Nearly 69% of households in rural Sindh are in the lowest wealth quintile, compared to nearly 30% of households nationally, according to the Pakistan Demographic and Health Survey (PDHS) 2017-18 . The devastation caused by the floods will only exacerbate the wealth gap between these households and the rest of Pakistan.
The humanitarian crisis will also widen the educational gap between rural Sindh, Baluchistan and the rest of Pakistan: 82% of women in rural Sindh and 89% in rural Baluchistan have no education, compared with nearly 62% in rural Pakistan. The dislocation caused by the crisis will mean that another generation of women will face huge barriers to getting an education, leading to a further expansion in the already enormous opportunity gap.
Addressing the human and emotional challenges exacerbated by the flooding will require both investing in rebuilding what has been destroyed and investing in programs that prevent these households from falling further behind. The priority should be to ensure that what little these households owned is fully replenished and to provide basic education not only to children, but also to women who have been affected by the floods. Doing so will not only ensure that the wealth gap does not widen further, but that women are given the education and tools to improve not only their own lives but also the lives of their children, leading to access to better opportunities.
In addition, efforts must be made to provide mental health services to the displaced, so that these households, particularly the children, can better deal with the trauma caused by these floods. Research increasingly shows that natural disasters lead to generational trauma, which inhibits the success and development of future generations. Given that these citizens have been devastated not once but twice in just 12 years, it is important that the state mobilize resources to mitigate the risk of generational trauma creating a self-reinforcing cycle.
Making these investments will be difficult at best, not only because of a lack of capacity in rural areas of the country, but also because of the resource constraints facing Pakistan. This is where a conversation about restructuring the very core of Pakistan’s economy, which currently works for a select few at the expense of the many, is sorely needed.
As argued in previous columns, Pakistan is a kleptocracy in which more than $17 billion a year is siphoned off to the elite segments of society.

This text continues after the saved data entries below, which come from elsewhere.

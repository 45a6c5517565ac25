//! General backend behaviour: round trips, in-place overwrites,
//! rotation, restart persistence and the directory guard lock.

mod common;

use anyhow::Result;

use blobstore::{Backend, BlobFlags, DcFlags, Error, IterateControl, Key, ReadMode, StatRegister};

use common::{test_config, TestDir, Wrapper};

#[test]
fn write_read_roundtrip() -> Result<()> {
    let dir = TestDir::new();
    let wrapper = Wrapper::new(test_config(&dir.path));
    let backend = wrapper.get();

    let small = Key::hashed(b"small");
    backend.write(&small, b"payload", 0, DcFlags::empty())?;
    assert_eq!(backend.read(&small, ReadMode::Csum)?, b"payload".to_vec());

    // spans three checksum chunks
    let big = Key::hashed(b"big");
    let payload: Vec<u8> = (0..2_500_000u32).map(|i| (i % 251) as u8).collect();
    backend.write(&big, &payload, 0, DcFlags::empty())?;
    assert_eq!(backend.read(&big, ReadMode::Csum)?, payload);
    assert_eq!(backend.read(&big, ReadMode::Nocsum)?, payload);

    assert_eq!(backend.stat_get(StatRegister::RecordsTotal), 2);
    Ok(())
}

#[test]
fn overwrite_in_place_keeps_one_record() -> Result<()> {
    let dir = TestDir::new();
    let wrapper = Wrapper::new(test_config(&dir.path));
    let backend = wrapper.get();

    let key = Key::hashed(b"mutable");
    let first = backend.write(&key, b"aaaaaaaa", 0, DcFlags::empty())?;
    let second = backend.write(&key, b"bbbbbbbb", 0, DcFlags::empty())?;

    // same payload footprint, same slot
    assert_eq!(first.ctl_data_offset, second.ctl_data_offset);
    assert_eq!(backend.read(&key, ReadMode::Csum)?, b"bbbbbbbb".to_vec());
    assert_eq!(backend.stat_get(StatRegister::RecordsTotal), 1);
    assert_eq!(backend.stat_get(StatRegister::RecordsRemoved), 0);

    // a partial in-place update re-checksums the touched range
    backend.write(&key, b"cc", 3, DcFlags::empty())?;
    assert_eq!(backend.read(&key, ReadMode::Csum)?, b"bbbccbbb".to_vec());
    Ok(())
}

#[test]
fn growing_a_record_appends_a_new_copy() -> Result<()> {
    let dir = TestDir::new();
    let wrapper = Wrapper::new(test_config(&dir.path));
    let backend = wrapper.get();

    let key = Key::hashed(b"growing");
    backend.write(&key, b"0123456789", 0, DcFlags::empty())?;
    // outgrows the old copy: old payload is carried forward around
    // the new range
    let wc = backend.write(&key, b"XYZ", 10, DcFlags::empty())?;
    assert_eq!(wc.total_data_size, 13);

    assert_eq!(backend.read(&key, ReadMode::Csum)?, b"0123456789XYZ".to_vec());
    assert_eq!(backend.stat_get(StatRegister::RecordsTotal), 2);
    assert_eq!(backend.stat_get(StatRegister::RecordsRemoved), 1);
    Ok(())
}

#[test]
fn writes_at_an_offset_into_a_fresh_key_zero_fill() -> Result<()> {
    let dir = TestDir::new();
    let wrapper = Wrapper::new(test_config(&dir.path));
    let backend = wrapper.get();

    let key = Key::hashed(b"sparse");
    let wc = backend.write(&key, b"tail", 100, DcFlags::empty())?;
    assert_eq!(wc.total_data_size, 104);

    let payload = backend.read(&key, ReadMode::Csum)?;
    assert_eq!(payload.len(), 104);
    assert!(payload[..100].iter().all(|&b| b == 0));
    assert_eq!(&payload[100..], b"tail");
    Ok(())
}

#[test]
fn missing_keys_and_double_removes() -> Result<()> {
    let dir = TestDir::new();
    let wrapper = Wrapper::new(test_config(&dir.path));
    let backend = wrapper.get();

    let key = Key::hashed(b"nothing here");
    assert!(matches!(backend.read(&key, ReadMode::Csum), Err(Error::NotFound)));
    let err = backend.remove(&key).unwrap_err();
    assert_eq!(err.errno(), -libc::ENOENT);

    backend.write(&key, b"x", 0, DcFlags::empty())?;
    backend.remove(&key)?;
    // removing twice reports the same status again
    assert!(matches!(backend.remove(&key), Err(Error::NotFound)));
    assert!(matches!(backend.read(&key, ReadMode::Csum), Err(Error::NotFound)));
    Ok(())
}

#[test]
fn restart_preserves_records_and_counters() -> Result<()> {
    let dir = TestDir::new();
    let mut wrapper = Wrapper::new(test_config(&dir.path));

    let mut keys = Vec::new();
    for seq in 0..25u64 {
        let key = Key::hashed(&seq.to_le_bytes());
        let value = format!("value-{}", seq);
        wrapper.get().write(&key, value.as_bytes(), 0, DcFlags::empty())?;
        keys.push((key, value));
    }
    wrapper.get().remove(&keys[3].0)?;

    wrapper.restart();
    let backend = wrapper.get();

    assert_eq!(backend.stat_get(StatRegister::RecordsTotal), 25);
    assert_eq!(backend.stat_get(StatRegister::RecordsRemoved), 1);
    for (seq, (key, value)) in keys.iter().enumerate() {
        if seq == 3 {
            assert!(matches!(backend.read(key, ReadMode::Csum), Err(Error::NotFound)));
        } else {
            assert_eq!(backend.read(key, ReadMode::Csum)?, value.as_bytes().to_vec());
        }
    }
    Ok(())
}

#[test]
fn rotation_spreads_records_over_bases() -> Result<()> {
    let dir = TestDir::new();
    let mut cfg = test_config(&dir.path);
    cfg.blob_flags = BlobFlags::L2HASH | BlobFlags::DISABLE_THREADS;
    cfg.records_in_blob = 3;

    let wrapper = Wrapper::new(cfg);
    let backend = wrapper.get();

    for seq in 0..7u64 {
        backend.write_hashed(&seq.to_le_bytes(), &seq.to_le_bytes(), 0, DcFlags::empty())?;
    }
    assert_eq!(backend.base_count(), 3);
    let info = backend.base_info();
    assert_eq!(info[0].records, 3);
    assert_eq!(info[1].records, 3);
    assert_eq!(info[2].records, 1);

    let mut seen = 0;
    backend.iterate(IterateControl::default(), |_, _| {
        seen += 1;
        Ok(())
    })?;
    assert_eq!(seen, 7);
    Ok(())
}

#[test]
fn auto_indexsort_keeps_rotated_bases_searchable() -> Result<()> {
    let dir = TestDir::new();
    let mut cfg = test_config(&dir.path);
    cfg.records_in_blob = 3;

    let wrapper = Wrapper::new(cfg);
    let backend = wrapper.get();

    for seq in 0..4u64 {
        backend.write_hashed(&seq.to_le_bytes(), &seq.to_le_bytes(), 0, DcFlags::empty())?;
    }

    let info = backend.base_info();
    assert!(info[0].sorted);
    assert!(!info[1].sorted);

    // records in the sorted base resolve through its sidecar
    for seq in 0..4u64 {
        let key = Key::hashed(&seq.to_le_bytes());
        assert_eq!(backend.read(&key, ReadMode::Csum)?, seq.to_le_bytes().to_vec());
    }

    // removes write through to the sorted base too
    backend.remove_hashed(&0u64.to_le_bytes())?;
    assert!(matches!(
        backend.read(&Key::hashed(&0u64.to_le_bytes()), ReadMode::Csum),
        Err(Error::NotFound)
    ));
    Ok(())
}

#[test]
fn second_backend_on_the_same_dir_is_rejected() {
    let dir = TestDir::new();
    let cfg = test_config(&dir.path);
    let _first = Backend::init(cfg.clone()).expect("first backend");

    let err = match Backend::init(cfg) {
        Err(err) => err,
        Ok(_) => panic!("second backend must not start"),
    };
    assert!(matches!(err, Error::Io(_)));
}

#[test]
fn blob_size_limit_rejects_writes() -> Result<()> {
    let dir = TestDir::new();
    let mut cfg = test_config(&dir.path);
    cfg.blob_size_limit = 8192;

    let wrapper = Wrapper::new(cfg);
    let backend = wrapper.get();

    backend.write_hashed(b"one", b"fits", 0, DcFlags::empty())?;
    let err = backend
        .write_hashed(b"two", &vec![0u8; 16384], 0, DcFlags::empty())
        .unwrap_err();
    assert_eq!(err.errno(), -libc::ENOSPC);
    Ok(())
}

#[test]
fn compaction_reclaims_space_without_sorting() -> Result<()> {
    let dir = TestDir::new();
    let mut cfg = test_config(&dir.path);
    cfg.blob_flags = BlobFlags::L2HASH | BlobFlags::DISABLE_THREADS;
    cfg.records_in_blob = 10;

    let wrapper = Wrapper::new(cfg);
    let backend = wrapper.get();

    let mut keys = Vec::new();
    for seq in 0..11u64 {
        let key = Key::hashed(&seq.to_le_bytes());
        backend.write(&key, format!("value-{}", seq).as_bytes(), 0, DcFlags::empty())?;
        keys.push(key);
    }
    for key in keys.iter().take(5) {
        backend.remove(key)?;
    }

    let before = backend.base_info()[0].data_size;
    backend.datacompact(&[0])?;

    let info = backend.base_info();
    assert!(!info[0].sorted);
    assert_eq!(info[0].records, 5);
    assert_eq!(info[0].removed, 0);
    assert!(info[0].data_size < before);

    // survivors stay readable, in arrival order
    let mut seen = Vec::new();
    backend.iterate(IterateControl::default(), |dc, _| {
        seen.push(dc.key);
        Ok(())
    })?;
    assert_eq!(&seen[..5], &keys[5..10]);
    for key in keys.iter().skip(5) {
        backend.read(key, ReadMode::Csum)?;
    }
    Ok(())
}

#[test]
fn stats_snapshot_serializes_to_json() -> Result<()> {
    let dir = TestDir::new();
    let wrapper = Wrapper::new(test_config(&dir.path));
    wrapper
        .get()
        .write_hashed(b"k", b"v", 0, DcFlags::empty())?;

    let json = wrapper.get().stats().to_json();
    assert!(json.contains("\"records_total\": 1"));
    assert!(json.contains("\"datasort_completion_status\": 0"));
    Ok(())
}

This structure, where there is socialism for the privileged and nothing for the oppressed, needs to be destroyed. Reform, however, requires elites who have captured power and wealth to proactively and voluntarily relinquish some of their own wealth to the benefit of the majority.
Given the ongoing political polarization across the country, such a conversation is unlikely. Which means that the most likely scenario is that devastated households across Pakistan, especially in rural Sindh and Baluchistan, are further set back. This is and will be tragic, undermining the overall recovery from these floods, generating further trauma among vulnerable groups, and reinforcing Pakistan’s status as the sick man of South Asia.
While Pakistan’s elites try to vociferously defend reparations from the rest of the world, an entirely valid argument, the fact is that their demands are likely to be ignored. This is not only due to the apathy of global elites, but also because Pakistan’s own elites have not done enough to demonstrate that they will use the resources for those on the periphery. Take, for example, the PPP, which claims to be the standard-bearer of progressivism in Pakistan and has been ruling Sindh for years. Its leaders have failed to break the power of feudal landlords in Sindh, perpetuating an extractive and inhumane system in rural areas of the province.
As long as national elites fail to fulfill their own moral duty to their citizens, global elites will remain unconvinced of their own moral responsibility to help Pakistani citizens devastated by these floods.